Standort: St. Veit in der Südsteiermark
Am 24. August 1945 wurden im Karwald bei Waldarbeiten 24 Leichen in zwei Gräbern gefunden. Identifiziert werden konnten u. a. der ehemalige Kreisleiter der NSDAP Leibnitz, Josef Tomaschitz, der Elektriker Richard Albustin, der Gendarmerieoberleutnant Franz Freidl und der Gendarmeriebeamte Emmerich Keller.
Am 18. August 1945 stießen Bewohner aus Labuttendorf im Karwald (Bezirk Leibnitz) bei Waldarbeiten auf ein Massengrab mit 20 Leichen. Bei den darauffolgenden Untersuchungen wurde ebenfalls im Karwald ein zweites Grab entdeckt. In den beiden Gräbern befinden sich insgesamt 24 nackte bzw. nur mit Unterwäsche bekleidete Leichen, die Schussverletzungen aufwiesen und teils alleine, teils zu zweit mit Draht gefesselt waren.
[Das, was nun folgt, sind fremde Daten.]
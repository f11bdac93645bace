//! Hardware capabilities consumed by the [`Encoder`](crate::Encoder).
//!
//! The encoder never touches GPIO or timers directly. It is handed three
//! capabilities at construction time:
//!
//! - a [`PinReader`] that samples the level of a pin identified by `P`,
//! - a [`Clock`] returning a monotonic timestamp in **microseconds**,
//! - a delay implementing `embedded_hal::delay::DelayNs` (blocking polls)
//!   or `embedded_hal_async::delay::DelayNs` (async polls).
//!
//! Closures satisfy both [`PinReader`] and [`Clock`], so tests and quick
//! prototypes can wire the encoder up without defining types. For real
//! hardware, [`HalInputs`] adapts three `embedded-hal` input pins.

use core::convert::Infallible;

use embedded_hal::digital::{ErrorType, InputPin};

// ── Pin reader ───────────────────────────────────────────────────────────

/// Samples the digital level of a pin.
///
/// `true` means the pin is high. Reads must be non-blocking; pin mode and
/// pull-ups are configured by the caller before the encoder is built.
pub trait PinReader<P> {
    /// Error returned when a pin cannot be sampled.
    type Error;

    /// Return the current level of `pin`.
    fn read(&mut self, pin: P) -> Result<bool, Self::Error>;
}

impl<P, F> PinReader<P> for F
where
    F: FnMut(P) -> bool,
{
    type Error = Infallible;

    fn read(&mut self, pin: P) -> Result<bool, Infallible> {
        Ok(self(pin))
    }
}

// ── Clock ────────────────────────────────────────────────────────────────

/// Monotonic time source.
///
/// The returned value must never decrease between calls. The unit is fixed
/// to microseconds so that the debounce window in
/// [`EncoderConfig`](crate::EncoderConfig) has an unambiguous meaning.
pub trait Clock {
    /// Current timestamp in microseconds.
    fn now_micros(&mut self) -> u64;
}

impl<F> Clock for F
where
    F: FnMut() -> u64,
{
    fn now_micros(&mut self) -> u64 {
        self()
    }
}

/// [`Clock`] backed by the Embassy time driver.
#[cfg(feature = "embassy")]
#[derive(Debug, Clone, Copy, Default)]
pub struct EmbassyClock;

#[cfg(feature = "embassy")]
impl Clock for EmbassyClock {
    fn now_micros(&mut self) -> u64 {
        embassy_time::Instant::now().as_micros()
    }
}

// ── embedded-hal adapter ─────────────────────────────────────────────────

/// Logical encoder lines, used as pin identifiers by [`HalInputs`].
#[derive(Debug, Clone, Copy, PartialEq, Eq)]
#[cfg_attr(feature = "defmt", derive(defmt::Format))]
pub enum Line {
    /// Phase A ("CLK" on KY-040 modules).
    Clk,
    /// Phase B ("DT").
    Dt,
    /// Push-button, active-low ("SW").
    Sw,
}

/// [`PinReader`] over three owned `embedded-hal` input pins.
///
/// All three pins must share one error type, which is the case for the
/// GPIO types of every HAL where the pins are infallible.
///
/// # Example
///
/// ```ignore
/// use poll_encoder::{Encoder, EncoderPins, HalInputs};
///
/// let inputs = HalInputs::new(clk, dt, sw);
/// let mut encoder = Encoder::new(inputs, clock, delay, EncoderPins::lines())?;
/// ```
pub struct HalInputs<CLK, DT, SW> {
    clk: CLK,
    dt: DT,
    sw: SW,
}

impl<CLK, DT, SW> HalInputs<CLK, DT, SW> {
    /// Take ownership of the phase-A, phase-B and button pins.
    pub fn new(clk: CLK, dt: DT, sw: SW) -> Self {
        Self { clk, dt, sw }
    }

    /// Give the pins back.
    pub fn release(self) -> (CLK, DT, SW) {
        (self.clk, self.dt, self.sw)
    }
}

impl<CLK, DT, SW> PinReader<Line> for HalInputs<CLK, DT, SW>
where
    CLK: InputPin,
    DT: InputPin + ErrorType<Error = CLK::Error>,
    SW: InputPin + ErrorType<Error = CLK::Error>,
{
    type Error = CLK::Error;

    fn read(&mut self, line: Line) -> Result<bool, Self::Error> {
        match line {
            Line::Clk => self.clk.is_high(),
            Line::Dt => self.dt.is_high(),
            Line::Sw => self.sw.is_high(),
        }
    }
}

#[cfg(test)]
mod tests {
    use super::*;
    use embedded_hal::digital::ErrorKind;

    struct FakePin {
        level: Result<bool, ErrorKind>,
    }

    impl ErrorType for FakePin {
        type Error = ErrorKind;
    }

    impl InputPin for FakePin {
        fn is_high(&mut self) -> Result<bool, ErrorKind> {
            self.level
        }

        fn is_low(&mut self) -> Result<bool, ErrorKind> {
            self.level.map(|high| !high)
        }
    }

    fn pin(level: bool) -> FakePin {
        FakePin { level: Ok(level) }
    }

    // ── Closures ─────────────────────────────────────────────────────

    #[test]
    fn closure_reader_passes_pin_id_through() {
        let mut reader = |pin: u8| pin == 7;
        assert_eq!(reader.read(7), Ok(true));
        assert_eq!(reader.read(3), Ok(false));
    }

    #[test]
    fn closure_clock_returns_callers_time() {
        let mut ticks = 0u64;
        let mut clock = move || {
            ticks += 250;
            ticks
        };
        assert_eq!(clock.now_micros(), 250);
        assert_eq!(clock.now_micros(), 500);
    }

    // ── HalInputs ────────────────────────────────────────────────────

    #[test]
    fn hal_inputs_route_each_line_to_its_pin() {
        let mut inputs = HalInputs::new(pin(true), pin(false), pin(true));
        assert_eq!(inputs.read(Line::Clk), Ok(true));
        assert_eq!(inputs.read(Line::Dt), Ok(false));
        assert_eq!(inputs.read(Line::Sw), Ok(true));
    }

    #[test]
    fn hal_inputs_surface_pin_errors() {
        let failing = FakePin {
            level: Err(ErrorKind::Other),
        };
        let mut inputs = HalInputs::new(pin(true), failing, pin(true));
        assert_eq!(inputs.read(Line::Dt), Err(ErrorKind::Other));
        assert_eq!(inputs.read(Line::Clk), Ok(true));
    }

    #[test]
    fn hal_inputs_release_returns_pins() {
        let inputs = HalInputs::new(pin(true), pin(false), pin(false));
        let (mut clk, mut dt, _sw) = inputs.release();
        assert_eq!(clk.is_high(), Ok(true));
        assert_eq!(dt.is_low(), Ok(true));
    }
}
Fünf der gefundenen Leichen konnten identifiziert werden: Josef Tomaschitz, ehemaliger Kreisleiter der NSDAP Leibnitz, der Elektriker Richard Albustin, ehemaliger SA-Sturmbannführer und u. a. Kreisgeschäftsführer der NSDAP Leibnitz, der Gendarmerie-Oberleutnant Franz Freidl, ehemaliger Führer eines SS-Sturmbanns und Mitarbeiter des Sicherheitsdienstes (SD) der SS, der Gendarmeriebeamte und als „Illegaler“ geltende Emmerich Keller, sowie der Soldat Franz Koren aus Cilli/Celje, der aufgrund seines Soldbuches identifiziert werden konnte.
Die Identität der anderen verscharrten Personen konnte nicht geklärt werden. Über Auftrag des Sicherheitsdirektors für Steiermark vom 5. Juli 1949 wurden umfassende Erhebungen über die Verschleppungen und Erschießungen in Leibnitz eingeleitet, in deren Verlauf 40 Personen vernommen bzw. befragt wurden. Rekonstruiert wurde, dass ehemalige Funktionäre der NSDAP bereits wenige Tage nach Zusammenbruch der NS-Herrschaft entweder von der lokalen Gendarmerie oder auch von jugoslawischen Organen, die ab Mitte Mai 1945 die Besatzungsmacht in der südlichen Steiermark stellten, verhaftet und im Bezirksgericht interniert worden waren. Die am 9. Mai 1945 gegründete „Bezirksleitung Leibnitz der demokratischen Freiheitsbewegung“ – Abteilung Sicherheitswesen – hatte am 13. Juni 1945 der jugoslawischen Stadtkommandantur eine Liste mit siebzehn Personen übergeben, die nach der maßgeblichen Forschungsliteratur zu diesem Thema „als Grundlage“ für die später im Auftrage der OZNA (d. i. der Geheimdienst und die Geheimpolizei Jugoslawiens) „durchgeführten Verschleppungen angesehen werden“ müssen. Der erste Abtransport von Häftlingen aus dem Bezirksgericht Leibnitz konnte auf den 18. Juni 1945 datiert werden und betraf 25 Personen, darunter Josef Tomaschitz, Richard Albustin, Franz Freidl und Emmerich Kellner. Ein „Titooffizier“ war in den Mitternachtsstunden in Begleitung mehrerer Soldaten in das Gefängnis des Bezirksgerichts gekommen und hatte die sofortige Öffnung der Zellen verlangt. Der Offizier verlas hernach Namen, die zum Abtransport bestimmt waren. Die Betroffenen wurden auf einen LKW verladen und sollten, so die spärliche Information, „nach Jugoslawien zum Arbeitseinsatz“ verbracht werden.
Die Ermittlungen im Jahre 1949 drehten sich auch um die Frage, ob, wie und von wem 1945 Listen mit Namen erstellt worden waren, die als Ausgangspunkt für die Verschleppungen gelten konnten. Da die Staatsanwaltschaft Graz die Verdachtsmomente bezüglich dieser Frage bei den beschuldigten Österreichern nicht hinreichend bestätigt sah, stellte dieselbe den Fall „Verschleppungen und Erschießungen im Karwald“ ein und brach das Verfahren „gegen unbekannte Täter“ nach § 412 StPO ab.
Literatur: Alfred Elste/Michael Koschat/Paul Strohmaier, Opfer, Täter, Denunzianten. „Partisanenjustiz“ am Beispiel der Verschleppungen in Kärnten und der Steiermark, im Mai/Juni 1945: Recht oder Rache? Klagenfurt 2007.